65. I will even go out of my way to aggravate the suspicion of sorcery; I will not tell you, Aemilianus, who it is that I worship as my king. Even if the proconsul should ask me himself who my god is, I am dumb.
About the name I have said enough for the present. For the rest I know that some of my audience are anxious to hear why I wanted the figure made not of silver or gold, but only of wood, though I think that their desire springs not so much from their anxiety to see me cleared of guilt as from eagerness for knowledge. They would like to have this last doubt removed, even although they see that I have amply rebutted all suspicion of any crime. Listen, then, you who would know, but listen with all the sharpness and attention that you may, for you are to hear the very words that Plato wrote in his old age in the last book of the Laws. 'The man of moderate means when he makes offerings to the gods should do so in proportion to his means. Now, earth and the household hearths of all men are holy to all the gods. Let no one therefore dedicate any shrines to the gods over and above these.' He forbids this with the purpose of preventing men from venturing to build private shrines; for he thinks that the public temples suffice his citizens for the purposes of sacrifice. He then continues, 'Gold and silver in other cities, whether in the keeping of private persons or of temples, are invidious possessions; ivory taken from a body wherefrom the life has passed is not a welcome offering; iron and bronze are instruments of war. Whatsoever a man dedicates, let it be of wood and wood only, or if it be of stone, of stone only.' The general murmur of assent shows, O Maximus, and you, gentlemen, who have the honour to assist him, that I am adjudged to have made admirable use of Plato, not only as a guide in life, but as an advocate in court, to whose instructions, as you see, I give implicit obedience.
66. It is now time for me to turn first and foremost to the letters of Pudentilla, or rather to retrace the whole course of events a little further back still. For I desire to make it abundantly clear that I, whom they keep accusing of having forced my way into Pudentilla's house solely through love of money, ought really never to have come near that house, had the thought of money ever crossed my mind. My marriage has for many reasons brought me the reverse of prosperity and, but for the fact that my wife's virtues are compensation for any number of disadvantages, might be described as disastrous.
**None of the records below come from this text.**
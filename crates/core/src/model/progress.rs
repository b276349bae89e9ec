use chrono::{DateTime, Utc};
use std::collections::HashMap;

use crate::grading::PASS_THRESHOLD;
use crate::model::ids::{StudentId, TopicId};

//
// ─── PROGRESS RECORD ───────────────────────────────────────────────────────────
//

/// Per-student, per-topic progress state.
///
/// At most one record exists per `(user_id, topic_id)` pair; that pair is the
/// natural key for upserts. Only the latest exam attempt's score is retained.
#[derive(Debug, Clone, PartialEq, Eq)]
pub struct ProgressRecord {
    pub user_id: StudentId,
    pub topic_id: TopicId,
    pub completed: bool,
    pub score: Option<u8>,
    pub completed_at: Option<DateTime<Utc>>,
}

impl ProgressRecord {
    /// A not-yet-started record for the given key.
    #[must_use]
    pub fn fresh(user_id: StudentId, topic_id: TopicId) -> Self {
        Self {
            user_id,
            topic_id,
            completed: false,
            score: None,
            completed_at: None,
        }
    }

    /// True when an exam score is present and meets the pass threshold.
    #[must_use]
    pub fn passed_exam(&self) -> bool {
        self.score.is_some_and(|s| s >= PASS_THRESHOLD)
    }

    /// Recency used to order competing writes for the same key.
    ///
    /// Records that never carried a timestamp sort before any stamped one.
    #[must_use]
    pub fn recency(&self) -> Option<DateTime<Utc>> {
        self.completed_at
    }
}

//
// ─── PROGRESS SET ──────────────────────────────────────────────────────────────
//

/// A student's progress records, keyed by topic.
///
/// Replaces the free-form topic-id-to-fields dictionary the UI used to hold
/// with a typed collection and a pure lookup.
#[derive(Debug, Clone, Default, PartialEq, Eq)]
pub struct ProgressSet {
    records: HashMap<TopicId, ProgressRecord>,
}

impl ProgressSet {
    #[must_use]
    pub fn new() -> Self {
        Self::default()
    }

    /// Build a set from an authoritative load, newest record winning on
    /// duplicate keys.
    #[must_use]
    pub fn from_records(records: Vec<ProgressRecord>) -> Self {
        let mut set = Self::new();
        for record in records {
            set.apply(record);
        }
        set
    }

    /// Pure lookup by topic.
    #[must_use]
    pub fn get(&self, topic_id: &TopicId) -> Option<&ProgressRecord> {
        self.records.get(topic_id)
    }

    /// Apply a record, discarding it when it is staler than what is already
    /// held for the same topic.
    ///
    /// This is the guard against a superseded in-flight response arriving
    /// after a newer result was applied: ties and newer recency replace,
    /// older recency is dropped. Returns whether the record was applied.
    pub fn apply(&mut self, record: ProgressRecord) -> bool {
        if let Some(current) = self.records.get(&record.topic_id) {
            if record.recency() < current.recency() {
                return false;
            }
        }
        self.records.insert(record.topic_id.clone(), record);
        true
    }

    pub fn iter(&self) -> impl Iterator<Item = &ProgressRecord> {
        self.records.values()
    }

    #[must_use]
    pub fn len(&self) -> usize {
        self.records.len()
    }

    #[must_use]
    pub fn is_empty(&self) -> bool {
        self.records.is_empty()
    }
}

//
// ─── TESTS ─────────────────────────────────────────────────────────────────────
//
Disappointment and envy are the sole causes that have involved me in this trial, and even before that gathered many mortal perils about my path. What motives for resentment has Aemilianus against me, even assuming him to be correctly informed when he accuses me of magic? No least word of mine has ever injured him in such a way as to give him the appearance of pursuing a just revenge. It is certainly no lofty ambition that prompts him to accuse me, ambition such as fired Marcus Antonius to accuse Cnaeus Carbo, Caius Mucius to accuse Aulus Albucius, Publius Sulpicius to accuse Cnaeus Norbanus, Caius Furius to accuse Manius Aquilius, Caius Curio to accuse Quintus Metellus. They were young men of admirable education and were led by ambition to undertake these accusations as the first step in a forensic career, that by the conduct of some cause celebre they might make themselves a name among their fellow citizens. This privilege was conceded by antiquity to young men just entering public life as a means of winning glory for their youthful genius. The custom has long since become obsolete, but even if the practice were still common, it would not apply to Aemilianus. It would not have been becoming to him to make any display of his eloquence, for he is rude and unlettered; nor to show a passion for renown, since he is a mere barbarian bumpkin; nor thus to open his career as an advocate, for he is an old man on the brink of the grave. The only hypothesis creditable to him would be that he is perhaps giving an example of his austerity of character and has undertaken this accusation through sheer hatred of wrongdoing and to assert his own integrity. But I should hardly accept such an hypothesis even in the case of a greater Aemilianus, not our African friend here, but the conqueror of Africa and Numantia, who held, moreover, the office of censor at Rome. Much less will I believe that this dull blockhead, I will not say, hates sin, but recognizes it when he sees it.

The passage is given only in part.